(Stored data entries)
────────────────────

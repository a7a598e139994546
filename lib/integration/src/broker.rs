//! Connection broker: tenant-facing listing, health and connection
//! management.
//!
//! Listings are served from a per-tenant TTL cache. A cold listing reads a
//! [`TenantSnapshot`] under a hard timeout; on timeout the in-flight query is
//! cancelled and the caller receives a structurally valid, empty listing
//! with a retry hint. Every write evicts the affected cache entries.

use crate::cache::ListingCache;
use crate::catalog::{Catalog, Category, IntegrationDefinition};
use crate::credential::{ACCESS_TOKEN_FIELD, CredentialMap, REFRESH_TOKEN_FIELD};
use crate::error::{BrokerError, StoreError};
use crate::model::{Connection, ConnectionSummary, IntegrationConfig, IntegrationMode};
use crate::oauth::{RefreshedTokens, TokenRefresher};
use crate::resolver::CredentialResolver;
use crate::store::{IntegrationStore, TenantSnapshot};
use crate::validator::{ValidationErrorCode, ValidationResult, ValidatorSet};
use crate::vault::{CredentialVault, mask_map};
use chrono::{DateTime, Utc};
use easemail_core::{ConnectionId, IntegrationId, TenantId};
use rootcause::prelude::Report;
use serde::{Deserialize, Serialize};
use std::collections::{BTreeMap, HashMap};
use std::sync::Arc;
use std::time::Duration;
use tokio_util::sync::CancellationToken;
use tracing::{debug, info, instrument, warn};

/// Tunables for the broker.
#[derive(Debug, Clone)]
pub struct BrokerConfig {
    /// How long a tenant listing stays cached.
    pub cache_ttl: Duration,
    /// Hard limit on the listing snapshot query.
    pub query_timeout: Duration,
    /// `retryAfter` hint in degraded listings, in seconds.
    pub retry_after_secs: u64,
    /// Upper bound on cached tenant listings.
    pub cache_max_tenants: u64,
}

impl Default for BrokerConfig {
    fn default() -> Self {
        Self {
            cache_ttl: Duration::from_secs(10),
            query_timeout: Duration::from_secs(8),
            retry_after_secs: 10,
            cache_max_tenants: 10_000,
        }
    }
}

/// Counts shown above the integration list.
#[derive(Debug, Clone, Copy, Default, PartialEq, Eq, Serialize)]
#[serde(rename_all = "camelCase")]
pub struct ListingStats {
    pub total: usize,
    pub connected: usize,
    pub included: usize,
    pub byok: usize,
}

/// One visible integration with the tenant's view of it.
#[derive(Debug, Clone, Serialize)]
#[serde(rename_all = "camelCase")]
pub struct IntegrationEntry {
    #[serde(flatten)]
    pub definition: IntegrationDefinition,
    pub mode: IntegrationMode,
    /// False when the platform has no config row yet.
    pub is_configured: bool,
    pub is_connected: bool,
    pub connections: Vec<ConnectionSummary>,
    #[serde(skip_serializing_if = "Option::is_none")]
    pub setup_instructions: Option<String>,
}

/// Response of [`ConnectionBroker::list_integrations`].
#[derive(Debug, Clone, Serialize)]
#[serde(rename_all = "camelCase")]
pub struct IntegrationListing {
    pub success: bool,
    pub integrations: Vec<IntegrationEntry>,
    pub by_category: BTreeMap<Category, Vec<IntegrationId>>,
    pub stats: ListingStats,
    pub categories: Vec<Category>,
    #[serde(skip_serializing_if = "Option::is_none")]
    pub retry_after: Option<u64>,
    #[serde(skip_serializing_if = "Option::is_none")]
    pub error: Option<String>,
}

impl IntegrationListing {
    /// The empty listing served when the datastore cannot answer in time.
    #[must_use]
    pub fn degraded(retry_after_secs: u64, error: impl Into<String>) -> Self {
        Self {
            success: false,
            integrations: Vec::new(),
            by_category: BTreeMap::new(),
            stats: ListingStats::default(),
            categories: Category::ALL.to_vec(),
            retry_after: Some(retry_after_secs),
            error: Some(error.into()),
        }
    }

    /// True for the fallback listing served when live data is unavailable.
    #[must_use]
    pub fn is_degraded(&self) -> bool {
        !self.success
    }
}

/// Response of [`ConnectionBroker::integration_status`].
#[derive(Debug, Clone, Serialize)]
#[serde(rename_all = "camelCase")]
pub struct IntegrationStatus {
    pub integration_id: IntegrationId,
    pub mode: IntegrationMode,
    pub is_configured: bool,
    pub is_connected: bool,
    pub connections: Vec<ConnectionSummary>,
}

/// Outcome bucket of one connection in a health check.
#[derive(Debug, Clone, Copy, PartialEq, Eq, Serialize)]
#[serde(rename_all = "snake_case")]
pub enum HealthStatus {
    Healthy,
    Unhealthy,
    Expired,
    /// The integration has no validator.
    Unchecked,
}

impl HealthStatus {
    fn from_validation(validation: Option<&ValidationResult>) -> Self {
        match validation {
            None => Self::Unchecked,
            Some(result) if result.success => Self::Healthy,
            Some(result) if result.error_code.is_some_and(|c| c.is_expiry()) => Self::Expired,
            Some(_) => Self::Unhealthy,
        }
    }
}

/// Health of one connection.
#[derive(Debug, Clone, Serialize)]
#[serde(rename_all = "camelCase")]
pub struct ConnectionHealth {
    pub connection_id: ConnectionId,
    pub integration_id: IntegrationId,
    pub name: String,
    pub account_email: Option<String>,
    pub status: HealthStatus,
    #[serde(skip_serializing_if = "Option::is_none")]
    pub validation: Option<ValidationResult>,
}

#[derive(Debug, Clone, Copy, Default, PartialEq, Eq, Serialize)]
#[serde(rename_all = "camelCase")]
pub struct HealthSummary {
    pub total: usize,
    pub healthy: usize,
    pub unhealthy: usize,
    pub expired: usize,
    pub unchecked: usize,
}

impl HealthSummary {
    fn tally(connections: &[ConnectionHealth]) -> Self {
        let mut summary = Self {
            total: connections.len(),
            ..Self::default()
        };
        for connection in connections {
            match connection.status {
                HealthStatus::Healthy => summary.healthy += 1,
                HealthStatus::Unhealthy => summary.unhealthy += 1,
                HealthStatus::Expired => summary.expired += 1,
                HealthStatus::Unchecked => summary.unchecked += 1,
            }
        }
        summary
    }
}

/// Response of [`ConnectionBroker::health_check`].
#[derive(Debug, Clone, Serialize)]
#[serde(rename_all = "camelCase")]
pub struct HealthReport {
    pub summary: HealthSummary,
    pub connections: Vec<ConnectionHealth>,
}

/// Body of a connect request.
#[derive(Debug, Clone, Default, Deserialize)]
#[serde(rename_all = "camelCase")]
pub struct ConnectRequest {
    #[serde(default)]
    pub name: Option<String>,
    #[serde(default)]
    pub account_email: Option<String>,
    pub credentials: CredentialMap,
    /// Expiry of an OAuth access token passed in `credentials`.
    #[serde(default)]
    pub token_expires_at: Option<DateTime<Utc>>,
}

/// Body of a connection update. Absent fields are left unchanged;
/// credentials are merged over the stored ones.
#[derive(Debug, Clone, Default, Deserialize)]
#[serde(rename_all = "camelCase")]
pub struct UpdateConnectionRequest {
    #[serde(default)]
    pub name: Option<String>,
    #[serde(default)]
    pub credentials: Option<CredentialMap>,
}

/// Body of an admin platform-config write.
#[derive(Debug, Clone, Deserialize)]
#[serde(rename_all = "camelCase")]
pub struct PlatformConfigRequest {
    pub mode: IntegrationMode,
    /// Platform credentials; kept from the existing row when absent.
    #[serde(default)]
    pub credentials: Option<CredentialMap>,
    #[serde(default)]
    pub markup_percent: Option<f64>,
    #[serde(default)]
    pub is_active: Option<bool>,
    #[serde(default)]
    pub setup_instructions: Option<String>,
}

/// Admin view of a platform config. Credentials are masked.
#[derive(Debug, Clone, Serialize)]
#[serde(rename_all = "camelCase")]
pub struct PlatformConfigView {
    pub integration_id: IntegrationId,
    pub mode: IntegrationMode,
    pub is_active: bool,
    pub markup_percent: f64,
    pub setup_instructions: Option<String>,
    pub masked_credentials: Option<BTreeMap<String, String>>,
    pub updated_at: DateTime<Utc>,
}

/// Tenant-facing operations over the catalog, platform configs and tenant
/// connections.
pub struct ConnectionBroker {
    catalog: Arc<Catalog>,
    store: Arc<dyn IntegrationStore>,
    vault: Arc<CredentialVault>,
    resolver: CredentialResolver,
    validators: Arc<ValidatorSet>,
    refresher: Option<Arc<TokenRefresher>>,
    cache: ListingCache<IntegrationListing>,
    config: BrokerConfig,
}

────────────────────

**Your assignment:** Please go through the data above and copy every line that has the word "categories".

**Completed task:**
    pub categories: Vec<Category>,
            categories: Category::ALL.to_vec(),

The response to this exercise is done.